# TASK BRIEF
Filter the entries below, keeping only lines with "Method".

# RECORDS
□ □ □

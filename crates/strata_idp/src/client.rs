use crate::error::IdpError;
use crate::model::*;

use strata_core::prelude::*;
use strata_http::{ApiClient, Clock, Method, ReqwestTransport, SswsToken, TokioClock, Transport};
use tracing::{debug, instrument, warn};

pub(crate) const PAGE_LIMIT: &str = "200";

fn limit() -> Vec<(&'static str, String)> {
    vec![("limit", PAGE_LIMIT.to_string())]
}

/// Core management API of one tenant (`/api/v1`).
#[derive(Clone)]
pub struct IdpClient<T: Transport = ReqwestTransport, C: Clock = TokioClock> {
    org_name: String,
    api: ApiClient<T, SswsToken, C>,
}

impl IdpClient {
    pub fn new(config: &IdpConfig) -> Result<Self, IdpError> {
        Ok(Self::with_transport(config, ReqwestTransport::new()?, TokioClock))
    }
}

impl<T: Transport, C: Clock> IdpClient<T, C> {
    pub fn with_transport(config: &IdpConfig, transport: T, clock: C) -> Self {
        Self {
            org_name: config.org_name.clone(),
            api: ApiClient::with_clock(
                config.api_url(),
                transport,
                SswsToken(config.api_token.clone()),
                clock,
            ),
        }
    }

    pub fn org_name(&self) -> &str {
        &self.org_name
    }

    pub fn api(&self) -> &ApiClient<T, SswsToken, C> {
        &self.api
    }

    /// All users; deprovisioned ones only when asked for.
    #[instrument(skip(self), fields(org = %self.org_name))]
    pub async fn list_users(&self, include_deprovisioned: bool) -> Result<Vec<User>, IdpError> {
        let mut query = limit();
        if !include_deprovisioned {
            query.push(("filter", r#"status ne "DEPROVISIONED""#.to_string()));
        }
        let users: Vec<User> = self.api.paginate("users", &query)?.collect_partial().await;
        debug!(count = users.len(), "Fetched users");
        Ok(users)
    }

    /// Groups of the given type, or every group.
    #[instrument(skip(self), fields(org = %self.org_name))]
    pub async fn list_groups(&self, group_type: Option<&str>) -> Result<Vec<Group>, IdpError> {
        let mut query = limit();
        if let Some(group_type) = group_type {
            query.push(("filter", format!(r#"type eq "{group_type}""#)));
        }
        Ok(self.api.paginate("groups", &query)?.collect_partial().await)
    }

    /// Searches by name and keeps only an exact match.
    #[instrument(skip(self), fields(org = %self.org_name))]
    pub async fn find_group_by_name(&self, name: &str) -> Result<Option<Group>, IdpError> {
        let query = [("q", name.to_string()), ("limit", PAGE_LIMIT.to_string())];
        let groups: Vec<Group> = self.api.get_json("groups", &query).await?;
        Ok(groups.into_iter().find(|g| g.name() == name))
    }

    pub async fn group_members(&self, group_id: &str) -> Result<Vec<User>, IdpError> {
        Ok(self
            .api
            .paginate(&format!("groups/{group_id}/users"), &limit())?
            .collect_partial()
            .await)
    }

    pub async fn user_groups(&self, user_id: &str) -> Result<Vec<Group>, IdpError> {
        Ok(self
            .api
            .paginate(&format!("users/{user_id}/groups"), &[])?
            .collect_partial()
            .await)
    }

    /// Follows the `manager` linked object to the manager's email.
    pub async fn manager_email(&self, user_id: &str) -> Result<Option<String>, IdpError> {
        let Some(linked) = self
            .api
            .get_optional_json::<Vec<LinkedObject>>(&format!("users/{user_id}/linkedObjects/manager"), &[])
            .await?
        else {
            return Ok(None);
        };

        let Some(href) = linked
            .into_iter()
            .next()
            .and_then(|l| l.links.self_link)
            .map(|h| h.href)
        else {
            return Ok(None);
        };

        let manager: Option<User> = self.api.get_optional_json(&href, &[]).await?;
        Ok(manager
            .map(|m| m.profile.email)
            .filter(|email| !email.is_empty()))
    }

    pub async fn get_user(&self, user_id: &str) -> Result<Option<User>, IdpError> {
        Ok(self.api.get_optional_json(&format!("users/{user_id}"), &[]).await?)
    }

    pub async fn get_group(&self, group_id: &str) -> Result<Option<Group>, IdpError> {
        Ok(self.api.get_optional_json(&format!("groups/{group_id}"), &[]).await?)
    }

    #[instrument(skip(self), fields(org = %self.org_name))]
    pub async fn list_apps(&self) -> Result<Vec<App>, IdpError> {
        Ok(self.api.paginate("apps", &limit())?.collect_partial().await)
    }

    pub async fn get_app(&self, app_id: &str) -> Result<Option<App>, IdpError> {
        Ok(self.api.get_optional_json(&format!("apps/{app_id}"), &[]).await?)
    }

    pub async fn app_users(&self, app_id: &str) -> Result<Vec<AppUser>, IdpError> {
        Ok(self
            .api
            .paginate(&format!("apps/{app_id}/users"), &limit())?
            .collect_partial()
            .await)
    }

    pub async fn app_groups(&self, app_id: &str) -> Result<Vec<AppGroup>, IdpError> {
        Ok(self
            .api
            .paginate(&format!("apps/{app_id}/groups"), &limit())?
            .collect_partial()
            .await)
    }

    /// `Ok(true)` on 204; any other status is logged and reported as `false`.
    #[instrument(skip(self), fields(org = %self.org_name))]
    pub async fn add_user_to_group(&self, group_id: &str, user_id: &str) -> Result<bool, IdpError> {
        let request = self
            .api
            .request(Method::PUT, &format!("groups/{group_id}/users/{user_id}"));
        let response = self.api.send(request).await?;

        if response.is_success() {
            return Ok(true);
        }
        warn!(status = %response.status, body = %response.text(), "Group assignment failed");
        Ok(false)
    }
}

□ □ □

# EXERCISE RESPONSE
use strata_http::{ApiClient, Clock, Method, ReqwestTransport, SswsToken, TokioClock, Transport};
            .request(Method::PUT, &format!("groups/{group_id}/users/{user_id}"));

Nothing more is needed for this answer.